[Data excerpts]
________________________

use crate::recommendation::{Id, Scored};
use std::collections::HashMap;

/// User preference data (ratings, clicks, plays...).
pub trait PreferenceData<U, I>: Send + Sync {
    /// Users with at least one preference, in a stable order.
    fn users(&self) -> Vec<U>;

    /// Preferences of a user; empty for unknown users.
    fn user_preferences(&self, user: &U) -> &[Scored<I>];

    /// Total number of (user, item) preferences.
    fn num_preferences(&self) -> usize;

    fn num_users(&self) -> usize {
        self.users().len()
    }
}

/// In-memory preference data keyed by user.
#[derive(Debug, Clone)]
pub struct SimplePreferenceData<U, I> {
    by_user: HashMap<U, Vec<Scored<I>>>,
    users: Vec<U>,
    num_preferences: usize,
}

impl<U: Id, I: Id> Default for SimplePreferenceData<U, I> {
    fn default() -> Self {
        Self {
            by_user: HashMap::new(),
            users: Vec::new(),
            num_preferences: 0,
        }
    }
}

impl<U: Id, I: Id> SimplePreferenceData<U, I> {
    pub fn new() -> Self {
        Self::default()
    }

    /// Build from `(user, item, value)` triples.
    pub fn from_triples(triples: impl IntoIterator<Item = (U, I, f64)>) -> Self {
        let mut data = Self::new();
        for (user, item, value) in triples {
            data.add(user, item, value);
        }
        data
    }

    pub fn add(&mut self, user: U, item: I, value: f64) {
        if !self.by_user.contains_key(&user) {
            self.users.push(user.clone());
        }
        self.by_user
            .entry(user)
            .or_default()
            .push(Scored::new(item, value));
        self.num_preferences += 1;
    }
}

impl<U: Id, I: Id> PreferenceData<U, I> for SimplePreferenceData<U, I> {
    fn users(&self) -> Vec<U> {
        self.users.clone()
    }

    fn user_preferences(&self, user: &U) -> &[Scored<I>] {
        self.by_user.get(user).map(Vec::as_slice).unwrap_or(&[])
    }

    fn num_preferences(&self) -> usize {
        self.num_preferences
    }

    fn num_users(&self) -> usize {
        self.users.len()
    }
}
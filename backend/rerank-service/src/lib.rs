pub mod config;
pub mod error;
pub mod jobs;
pub mod models;
pub mod services;
pub mod utils;

pub use config::Config;
pub use error::{RerankError, Result};
pub use jobs::{BatchStats, RerankBatchJob};
pub use models::{BinomialModel, IntentModel};
pub use services::{
    BinomialCoverage, CombSum, LambdaReranker, Mmr, RandomReranker, Reranker, RerankerConfig,
    XQuad,
};
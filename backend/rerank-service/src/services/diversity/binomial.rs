//! Binomial coverage objective.
//!
//! Coverage is the geometric mean, over the user's still-uncovered features,
//! of the probability that each feature stays missing at the cutoff. The
//! exponent is fixed at `1 / |user features|` for a whole invocation, so
//! dividing out the features of a committed item is the same as recomputing
//! over the reduced set.

use super::lambda::{NoveltyStrategy, Objective, StrategyContext};
use crate::models::{BinomialModel, UserBinomialModel};
use crate::utils::{geometric_product, safe_ratio};
use recsys_core::{FeatureData, Id, Scored};
use std::collections::HashSet;
use std::sync::Arc;

/// Immutable inputs of one binomial coverage invocation.
pub struct BinomialContext<I: Id, F: Id> {
    pub cutoff: usize,
    pub feature_data: Arc<dyn FeatureData<I, F>>,
    pub model: Arc<UserBinomialModel<F>>,
}

pub struct BinomialCoverageStrategy<I: Id, F: Id> {
    ctx: BinomialContext<I, F>,
    uncovered: HashSet<F>,
    coverage: f64,
    exponent: f64,
}

impl<I: Id, F: Id> BinomialCoverageStrategy<I, F> {
    pub fn new(ctx: BinomialContext<I, F>) -> Self {
        let uncovered: HashSet<F> = ctx.model.features().cloned().collect();
        let exponent = if uncovered.is_empty() {
            0.0
        } else {
            1.0 / uncovered.len() as f64
        };

        let mut strategy = Self {
            ctx,
            uncovered,
            coverage: 1.0,
            exponent,
        };
        strategy.coverage = strategy.recompute_coverage();
        strategy
    }

    pub fn coverage(&self) -> f64 {
        self.coverage
    }

    pub fn uncovered(&self) -> &HashSet<F> {
        &self.uncovered
    }

    fn longing(&self, f: &F) -> f64 {
        self.ctx.model.longing(f, self.ctx.cutoff)
    }

    fn recompute_coverage(&self) -> f64 {
        geometric_product(self.uncovered.iter().map(|f| self.longing(f)), self.exponent)
    }

    /// Coverage contribution of the uncovered features `item` exhibits.
    fn item_coverage(&self, item: &I) -> f64 {
        let mut seen: HashSet<&F> = HashSet::new();
        let longings: Vec<f64> = self
            .ctx
            .feature_data
            .item_features(item)
            .iter()
            .map(|(f, _)| f)
            .filter(|f| self.uncovered.contains(*f))
            .filter(|f| seen.insert(*f))
            .map(|f| self.longing(f))
            .collect();
        geometric_product(longings, self.exponent)
    }
}

impl<I: Id, F: Id> NoveltyStrategy<I> for BinomialCoverageStrategy<I, F> {
    fn novelty(&self, candidate: &Scored<I>) -> f64 {
        safe_ratio(self.coverage, self.item_coverage(&candidate.id))
    }

    fn update(&mut self, chosen: &Scored<I>) {
        let mut removed = Vec::new();
        for (f, _) in self.ctx.feature_data.item_features(&chosen.id) {
            if self.uncovered.remove(f) {
                removed.push(self.ctx.model.longing(f, self.ctx.cutoff));
            }
        }
        if removed.is_empty() {
            return;
        }

        let item_coverage = geometric_product(removed, self.exponent);
        self.coverage = if item_coverage > 0.0 {
            self.coverage / item_coverage
        } else {
            // a zero factor cannot be divided out
            self.recompute_coverage()
        };
    }
}

/// Binomial coverage reranking objective.
///
/// S. Vargas, L. Baltrunas, A. Karatzoglou, P. Castells. Coverage, redundancy
/// and size-awareness in genre diversity for recommender systems. RecSys 2014.
pub struct BinomialCoverage<U: Id, I: Id, F: Id> {
    model: Arc<BinomialModel<U, F>>,
    feature_data: Arc<dyn FeatureData<I, F>>,
}

impl<U: Id, I: Id, F: Id> BinomialCoverage<U, I, F> {
    pub fn new(model: Arc<BinomialModel<U, F>>, feature_data: Arc<dyn FeatureData<I, F>>) -> Self {
        Self {
            model,
            feature_data,
        }
    }
}

impl<U: Id, I: Id, F: Id> Objective<U, I> for BinomialCoverage<U, I, F> {
    type Strategy = BinomialCoverageStrategy<I, F>;

    fn name(&self) -> &'static str {
        "binomial"
    }

    fn strategy(&self, ctx: StrategyContext<'_, U, I>) -> Self::Strategy {
        BinomialCoverageStrategy::new(BinomialContext {
            cutoff: ctx.cutoff,
            feature_data: self.feature_data.clone(),
            model: self.model.user_model(ctx.user),
        })
    }
}
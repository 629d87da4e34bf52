use crate::error::{RerankError, Result};
use recsys_core::{FeatureData, Id, PreferenceData};
use std::collections::{HashMap, HashSet};
use std::sync::Arc;
use tracing::debug;

/// Feature distribution of one user under the binomial diversity model.
#[derive(Debug, Clone, PartialEq)]
pub struct UserBinomialModel<F: Id> {
    probabilities: HashMap<F, f64>,
}

impl<F: Id> Default for UserBinomialModel<F> {
    fn default() -> Self {
        Self {
            probabilities: HashMap::new(),
        }
    }
}

impl<F: Id> UserBinomialModel<F> {
    pub fn from_probabilities(probabilities: HashMap<F, f64>) -> Self {
        Self { probabilities }
    }

    /// Features relevant to this user.
    pub fn features(&self) -> impl Iterator<Item = &F> {
        self.probabilities.keys()
    }

    pub fn num_features(&self) -> usize {
        self.probabilities.len()
    }

    pub fn contains(&self, f: &F) -> bool {
        self.probabilities.contains_key(f)
    }

    /// Probability that a random item liked by the user exhibits `f`.
    pub fn p(&self, f: &F) -> f64 {
        self.probabilities.get(f).copied().unwrap_or(0.0)
    }

    /// Probability that `f` is still missing after `k` independent draws.
    pub fn longing(&self, f: &F, k: usize) -> f64 {
        (1.0 - self.p(f)).powf(k as f64)
    }
}

/// Binomial genre-diversity model.
///
/// Mixes a user's own feature frequencies with the global ones; `alpha` is
/// the weight of the global distribution.
pub struct BinomialModel<U: Id, F: Id> {
    models: HashMap<U, Arc<UserBinomialModel<F>>>,
    global: HashMap<F, f64>,
    empty: Arc<UserBinomialModel<F>>,
    alpha: f64,
}

impl<U: Id, F: Id> BinomialModel<U, F> {
    pub fn new<I: Id>(
        users: impl IntoIterator<Item = U>,
        preferences: &dyn PreferenceData<U, I>,
        feature_data: &dyn FeatureData<I, F>,
        alpha: f64,
    ) -> Result<Self> {
        if !(0.0..=1.0).contains(&alpha) {
            return Err(RerankError::InvalidParameter(format!(
                "binomial alpha must be within [0, 1], got {alpha}"
            )));
        }

        let global = Self::global_probabilities(preferences, feature_data);

        let models: HashMap<U, Arc<UserBinomialModel<F>>> = users
            .into_iter()
            .map(|user| {
                let model = Self::build_user_model(&user, preferences, feature_data, &global, alpha);
                (user, Arc::new(model))
            })
            .collect();

        debug!(
            users = models.len(),
            features = global.len(),
            alpha,
            "Built binomial models"
        );

        Ok(Self {
            models,
            global,
            empty: Arc::new(UserBinomialModel::default()),
            alpha,
        })
    }

    /// Fraction of all preferences whose item exhibits each feature.
    fn global_probabilities<I: Id>(
        preferences: &dyn PreferenceData<U, I>,
        feature_data: &dyn FeatureData<I, F>,
    ) -> HashMap<F, f64> {
        let mut counts: HashMap<F, f64> = HashMap::new();
        for user in preferences.users() {
            for pref in preferences.user_preferences(&user) {
                count_features(&mut counts, feature_data.item_features(&pref.id));
            }
        }

        let total = preferences.num_preferences() as f64;
        if total > 0.0 {
            counts.values_mut().for_each(|c| *c /= total);
        }
        counts
    }

    fn build_user_model<I: Id>(
        user: &U,
        preferences: &dyn PreferenceData<U, I>,
        feature_data: &dyn FeatureData<I, F>,
        global: &HashMap<F, f64>,
        alpha: f64,
    ) -> UserBinomialModel<F> {
        let prefs = preferences.user_preferences(user);
        if prefs.is_empty() {
            return UserBinomialModel::default();
        }

        let mut counts: HashMap<F, f64> = HashMap::new();
        for pref in prefs {
            count_features(&mut counts, feature_data.item_features(&pref.id));
        }

        let n = prefs.len() as f64;
        let probabilities = counts
            .into_iter()
            .map(|(f, c)| {
                let p_user = c / n;
                let p_global = global.get(&f).copied().unwrap_or(0.0);
                (f, (1.0 - alpha) * p_user + alpha * p_global)
            })
            .collect();

        UserBinomialModel::from_probabilities(probabilities)
    }

    /// Model of `user`; users without a model get an empty one.
    pub fn user_model(&self, user: &U) -> Arc<UserBinomialModel<F>> {
        self.models
            .get(user)
            .cloned()
            .unwrap_or_else(|| self.empty.clone())
    }

    /// Global probability of `f` across all preferences.
    pub fn global_p(&self, f: &F) -> f64 {
        self.global.get(f).copied().unwrap_or(0.0)
    }

    pub fn alpha(&self) -> f64 {
        self.alpha
    }
}

// Each distinct feature of an item counts once per preference.
fn count_features<F: Id>(counts: &mut HashMap<F, f64>, features: &[(F, f64)]) {
    let mut seen: HashSet<&F> = HashSet::with_capacity(features.len());
    for (f, _) in features {
        if seen.insert(f) {
            *counts.entry(f.clone()).or_insert(0.0) += 1.0;
        }
    }
}
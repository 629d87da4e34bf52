//! Error types for loading and writing recommendation data.

use std::path::PathBuf;
use thiserror::Error;

/// Result type alias for data operations.
pub type DataResult<T> = Result<T, DataError>;

/// Errors that can occur while reading or writing data files.
#[derive(Error, Debug)]
pub enum DataError {
    /// Underlying file operation failed
    #[error("I/O error on {path}: {source}")]
    Io {
        path: PathBuf,
        #[source]
        source: std::io::Error,
    },

    /// A line could not be parsed
    #[error("Malformed line {line} in {source_name}: {reason}")]
    MalformedLine {
        source_name: String,
        line: usize,
        reason: String,
    },

    /// JSON (de)serialization failed
    #[error("Serialization error: {0}")]
    Serialization(#[from] serde_json::Error),
}

impl DataError {
    pub(crate) fn io(path: impl Into<PathBuf>, source: std::io::Error) -> Self {
        DataError::Io {
            path: path.into(),
            source,
        }
    }

    pub(crate) fn malformed(source_name: &str, line: usize, reason: impl Into<String>) -> Self {
        DataError::MalformedLine {
            source_name: source_name.to_string(),
            line,
            reason: reason.into(),
        }
    }
}
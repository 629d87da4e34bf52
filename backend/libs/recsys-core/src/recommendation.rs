use serde::{Deserialize, Serialize};
use std::fmt::Debug;
use std::hash::Hash;

/// Bound shared by user, item and feature identifiers.
pub trait Id: Clone + Eq + Hash + Debug + Send + Sync + 'static {}

impl<T> Id for T where T: Clone + Eq + Hash + Debug + Send + Sync + 'static {}

/// An identifier paired with a relevance score.
#[derive(Debug, Clone, PartialEq, Serialize, Deserialize)]
pub struct Scored<T> {
    pub id: T,
    pub score: f64,
}

impl<T> Scored<T> {
    pub fn new(id: T, score: f64) -> Self {
        Self { id, score }
    }
}

/// A ranked list of items for one user.
///
/// Item order is the upstream ranking. Rerankers never mutate an input
/// recommendation; they build a new one.
#[derive(Debug, Clone, PartialEq, Serialize, Deserialize)]
pub struct Recommendation<U, I> {
    pub user: U,
    pub items: Vec<Scored<I>>,
}

impl<U, I> Recommendation<U, I> {
    pub fn new(user: U, items: Vec<Scored<I>>) -> Self {
        Self { user, items }
    }

    /// Recommendation with no items.
    pub fn empty(user: U) -> Self {
        Self {
            user,
            items: Vec::new(),
        }
    }

    pub fn len(&self) -> usize {
        self.items.len()
    }

    pub fn is_empty(&self) -> bool {
        self.items.is_empty()
    }

    /// Item identifiers in ranking order.
    pub fn item_ids(&self) -> impl Iterator<Item = &I> {
        self.items.iter().map(|s| &s.id)
    }
}

impl<U, I: Clone> Recommendation<U, I> {
    /// Build from `(item, score)` pairs.
    pub fn from_pairs(user: U, pairs: impl IntoIterator<Item = (I, f64)>) -> Self {
        Self {
            user,
            items: pairs
                .into_iter()
                .map(|(id, score)| Scored::new(id, score))
                .collect(),
        }
    }
}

________________________

- _REQUIRED WORK_
Above are the entries; repeat their lines exactly, from the first through the one that contains "fn user_preferences(&self, user: &U) -> &[Scored<I>];".

- _TASK RESPONSE_
use crate::recommendation::{Id, Scored};
use std::collections::HashMap;

/// User preference data (ratings, clicks, plays...).
pub trait PreferenceData<U, I>: Send + Sync {
    /// Users with at least one preference, in a stable order.
    fn users(&self) -> Vec<U>;

    /// Preferences of a user; empty for unknown users.
    fn user_preferences(&self, user: &U) -> &[Scored<I>];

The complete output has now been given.